[[ Available records, beginning ]]
use super::*;
use serde_json::{json, Value};

fn doc_with(paths: Value, schemas: Value) -> Value {
    json!({
        "openapi": "3.1.0",
        "info": { "title": "Pet Store API", "version": "1.2.0" },
        "paths": paths,
        "components": {
            "schemas": schemas,
            "securitySchemes": {
                "bearerAuth": { "type": "http", "scheme": "bearer" },
                "sessionCookie": { "type": "apiKey", "in": "cookie", "name": "session" }
            }
        }
    })
}

fn get_op(id: &str, tag: &str) -> Value {
    json!({
        "operationId": id,
        "summary": "Does a thing",
        "tags": [tag],
        "responses": { "200": { "description": "ok" } }
    })
}

#[test]
fn test_project_name_falls_back_to_title_slug() {
    let model = build_model(&doc_with(json!({}), json!({})), "").unwrap();
    assert_eq!(model.project_name, "pet_store_api");
    assert_eq!(model.version, "1.2.0");

    let mut doc = doc_with(json!({}), json!({}));
    doc["x-project-name"] = json!("petstore");
    assert_eq!(build_model(&doc, "").unwrap().project_name, "petstore");
}

#[test]
fn test_all_of_unions_required_and_overlays_properties() {
    let schemas = json!({
        "Base": {
            "type": "object",
            "required": ["id", "createdAt"],
            "properties": {
                "id": { "type": "string", "format": "uuid" },
                "createdAt": { "type": "string", "format": "date-time" },
                "name": { "type": "integer" }
            }
        },
        "User": {
            "allOf": [
                { "$ref": "#/components/schemas/Base" },
                {
                    "type": "object",
                    "required": ["email"],
                    "properties": { "email": { "type": "string" } }
                }
            ],
            "required": ["name"],
            "properties": { "name": { "type": "string" } }
        }
    });
    let model = build_model(&doc_with(json!({}), schemas), "").unwrap();
    let user = model.schema("User").unwrap();

    assert_eq!(user.schema_type.as_deref(), Some("object"));
    let required: Vec<&str> = user.required.iter().map(String::as_str).collect();
    assert_eq!(required, vec!["createdAt", "email", "id", "name"]);
    assert_eq!(
        user.sorted_property_names(),
        vec!["id", "createdAt", "email", "name"]
    );
    // own property shadows the base one
    assert_eq!(user.properties["name"].schema_type.as_deref(), Some("string"));
}

#[test]
fn test_cyclic_all_of_terminates() {
    let schemas = json!({
        "A": { "allOf": [{ "$ref": "#/components/schemas/B" }], "properties": { "a": { "type": "string" } } },
        "B": { "allOf": [{ "$ref": "#/components/schemas/A" }], "properties": { "b": { "type": "string" } } }
    });
    let model = build_model(&doc_with(json!({}), schemas), "").unwrap();
    let a = model.schema("A").unwrap();
    assert!(a.properties.contains_key("a"));
    assert!(a.properties.contains_key("b"));
}

#[test]
fn test_nested_types_emitted_once() {
    let address = json!({
        "type": "object",
        "properties": { "street": { "type": "string" } }
    });
    let schemas = json!({
        "User": {
            "type": "object",
            "properties": {
                "billing_address": address.clone(),
                "billingAddress": address,
                "tags": {
                    "type": "array",
                    "items": {
                        "type": "object",
                        "properties": { "label": { "type": "string" } }
                    }
                },
                "owner": { "$ref": "#/components/schemas/Owner" }
            }
        },
        "Owner": { "type": "object", "properties": { "id": { "type": "string" } } }
    });
    let model = build_model(&doc_with(json!({}), schemas), "").unwrap();
    let nested = model.schema("User").unwrap().collect_nested_types();
    let names: Vec<&str> = nested.iter().map(|s| s.name.as_str()).collect();
    assert_eq!(names, vec!["UserBillingAddress", "UserTags"]);
}

#[test]
fn test_type_array_with_null_is_nullable() {
    let schemas = json!({
        "Pet": {
            "type": "object",
            "properties": {
                "nickname": { "type": ["string", "null"] },
                "status": { "type": "string", "enum": ["available", "sold", null] }
            }
        }
    });
    let model = build_model(&doc_with(json!({}), schemas), "").unwrap();
    let pet = model.schema("Pet").unwrap();
    assert!(pet.properties["nickname"].nullable);
    assert_eq!(pet.properties["nickname"].schema_type.as_deref(), Some("string"));
    assert_eq!(pet.properties["status"].enum_values, vec!["available", "sold"]);
}

#[test]
fn test_two_tags_fails_naming_path_and_method() {
    let mut op = get_op("listPets", "Pets");
    op["tags"] = json!(["Pets", "Admin"]);
    let doc = doc_with(json!({ "/pets": { "get": op } }), json!({}));

    let err = build_model(&doc, "").unwrap_err();
    let issues = err.issues();
    assert_eq!(issues.len(), 1);
    assert_eq!(issues[0].kind, "operation_tags");
    assert_eq!(issues[0].location, "/pets → GET");
    assert!(err.to_string().contains("/pets → GET"));
}

#[test]
fn test_empty_operation_id_and_summary_fail() {
    let mut op = get_op("", "Pets");
    op["summary"] = json!("  ");
    let doc = doc_with(json!({ "/pets": { "post": op } }), json!({}));

    let err = build_model(&doc, "").unwrap_err();
    let kinds: Vec<&str> = err.issues().iter().map(|i| i.kind.as_str()).collect();
    assert_eq!(kinds, vec!["missing_operation_id", "missing_summary"]);
    assert!(err.issues().iter().all(|i| i.location == "/pets → POST"));
}

#[test]
fn test_duplicate_operation_id_fails() {
    let doc = doc_with(
        json!({
            "/pets": { "get": get_op("listPets", "Pets") },
            "/animals": { "get": get_op("listPets", "Pets") }
        }),
        json!({}),
    );
    let err = build_model(&doc, "").unwrap_err();
    assert_eq!(err.issues()[0].kind, "duplicate_operation_id");
}

#[test]
fn test_malformed_xcodegen_names_schema() {
    let schemas = json!({
        "Order": {
            "type": "object",
            "properties": { "id": { "type": "string" } },
            "x-codegen": {
                "type": "entity",
                "repository": {
                    "additionalMethods": [{ "name": "FindRecent", "returns": "many" }]
                }
            }
        }
    });
    let err = build_model(&doc_with(json!({}), schemas), "").unwrap_err();
    assert_eq!(err.issues()[0].location, "schema:Order");
}

#[test]
fn test_security_inheritance() {
    let mut public = get_op("health", "Health");
    public["security"] = json!([]);
    let mut flagged = get_op("version", "Health");
    flagged["x-public-endpoint"] = json!(true);
    let mut scoped = get_op("deletePet", "Pets");
    scoped["security"] = json!([{ "bearerAuth": ["pets:write"] }]);

    let paths = json!({
        "/health": { "get": public },
        "/version": { "get": flagged },
        "/pets": { "get": get_op("listPets", "Pets") },
        "/pets/{id}": { "delete": scoped }
    });

    let model = build_model(&doc_with(paths.clone(), json!({})), "").unwrap();
    let op = |id: &str| model.operations.iter().find(|o| o.id == id).unwrap();
    assert!(op("health").is_public());
    assert!(op("version").is_public());
    assert_eq!(op("deletePet").security[0].scopes, vec!["pets:write"]);
    assert_eq!(op("deletePet").security[0].scheme, "bearer");

    // no root security: every declared scheme applies
    let names: Vec<&str> = op("listPets").security.iter().map(|s| s.name.as_str()).collect();
    assert_eq!(names, vec!["bearerAuth", "sessionCookie"]);
    assert_eq!(op("listPets").security[1].scheme, "cookie");

    let mut doc = doc_with(paths, json!({}));
    doc["security"] = json!([{ "sessionCookie": [] }]);
    let model = build_model(&doc, "").unwrap();
    let list = model.operations.iter().find(|o| o.id == "listPets").unwrap();
    assert_eq!(list.security.len(), 1);
    assert_eq!(list.security[0].name, "sessionCookie");
}

#[test]
fn test_parameters_merge_and_synthesize() {
    let mut op = get_op("getPet", "Pets");
    op["parameters"] = json!([
        { "name": "verbose", "in": "query", "required": true, "schema": { "type": "boolean" } }
    ]);
    let paths = json!({
        "/owners/{ownerId}/pets/{petId}": {
            "parameters": [
                { "$ref": "#/components/parameters/Verbose" },
                { "name": "petId", "in": "path", "schema": { "type": "integer" } }
            ],
            "get": op
        }
    });
    let mut doc = doc_with(paths, json!({}));
    doc["components"]["parameters"] = json!({
        "Verbose": { "name": "verbose", "in": "query", "schema": { "type": "string" } }
    });

    let model = build_model(&doc, "").unwrap();
    let params = &model.operations[0].parameters;
    let summary: Vec<(&str, String, bool)> = params
        .iter()
        .map(|p| (p.name.as_str(), p.location.to_string(), p.required))
        .collect();
    assert_eq!(
        summary,
        vec![
            ("verbose", "query".to_string(), true),
            ("petId", "path".to_string(), true),
            ("ownerId", "path".to_string(), true),
        ]
    );
    let verbose = params[0].schema.as_ref().unwrap();
    assert_eq!(verbose.schema_type.as_deref(), Some("boolean"));
}

#[test]
fn test_responses_resolve_refs_and_sort() {
    let mut op = get_op("createPet", "Pets");
    op["responses"] = json!({
        "default": { "$ref": "#/components/responses/Problem" },
        "201": {
            "description": "created",
            "content": { "application/json": { "schema": { "$ref": "#/components/schemas/Pet" } } }
        },
        "400": { "$ref": "#/components/responses/Problem" }
    });
    op["requestBody"] = json!({ "$ref": "#/components/requestBodies/PetBody" });
    let mut doc = doc_with(
        json!({ "/pets": { "post": op } }),
        json!({ "Pet": { "type": "object", "properties": { "id": { "type": "string" } } } }),
    );
    doc["components"]["responses"] = json!({
        "Problem": {
            "description": "problem",
            "content": { "application/problem+json": { "schema": { "type": "object" } } }
        }
    });
    doc["components"]["requestBodies"] = json!({
        "PetBody": {
            "required": true,
            "content": { "application/json": { "schema": { "$ref": "#/components/schemas/Pet" } } }
        }
    });

    let model = build_model(&doc, "").unwrap();
    let op = &model.operations[0];
    let statuses: Vec<&str> = op.responses.iter().map(|r| r.status.as_str()).collect();
    assert_eq!(statuses, vec!["201", "400", "default"]);
    assert_eq!(op.responses[1].description.as_deref(), Some("problem"));
    assert_eq!(
        op.success_response().unwrap().schema.as_ref().unwrap().reference.as_deref(),
        Some("Pet")
    );
    let body = op.request_body.as_ref().unwrap();
    assert!(body.required);
    assert_eq!(body.schema.as_ref().unwrap().reference.as_deref(), Some("Pet"));
}

#[test]
fn test_ownership_and_composition_app() {
    let mut billing = get_op("listInvoices", "Billing");
    billing["x-internal"] = json!("billing");
    let mut auth = get_op("login", "Auth");
    auth["x-internal"] = json!("auth");
    let schemas = json!({
        "Invoice": { "type": "object", "x-internal": "billing", "properties": { "id": { "type": "string" } } },
        "Session": { "type": "object", "x-internal": "ledger", "properties": { "id": { "type": "string" } } }
    });
    let doc = doc_with(
        json!({ "/invoices": { "get": billing }, "/login": { "post": auth } }),
        schemas,
    );

    let app = build_model(&doc, "platform").unwrap();
    assert!(app.is_composition_app());
    let packages: Vec<String> = app.composed_packages().into_iter().collect();
    assert_eq!(packages, vec!["auth", "billing", "ledger"]);

    let service = build_model(&doc, "billing").unwrap();
    assert!(!service.is_composition_app());
    let own: Vec<&str> = service.own_operations().map(|o| o.id.as_str()).collect();
    assert_eq!(own, vec!["listInvoices"]);
    let own_schemas: Vec<&str> = service.own_schemas().map(|s| s.name.as_str()).collect();
    assert_eq!(own_schemas, vec!["Invoice"]);
}

#[test]
fn test_tags_keep_document_order_then_undeclared() {
    let mut doc = doc_with(
        json!({
            "/pets": { "get": get_op("listPets", "Pets") },
            "/zoo": { "get": get_op("getZoo", "Zoo") }
        }),
        json!({}),
    );
    doc["tags"] = json!([{ "name": "Users" }, { "name": "Pets" }]);
    let model = build_model(&doc, "").unwrap();
    assert_eq!(model.tags, vec!["Users", "Pets", "Zoo"]);
}

#[test]
fn test_non_object_root_is_malformed() {
    let err = build_model(&json!([1, 2]), "").unwrap_err();
    assert!(matches!(err, SpecError::Malformed { .. }));
}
[[ Available records, end ]]
Scan the material above and copy every line that holds the string "params".

    let params = &model.operations[0].parameters;
    let summary: Vec<(&str, String, bool)> = params
    let verbose = params[0].schema.as_ref().unwrap();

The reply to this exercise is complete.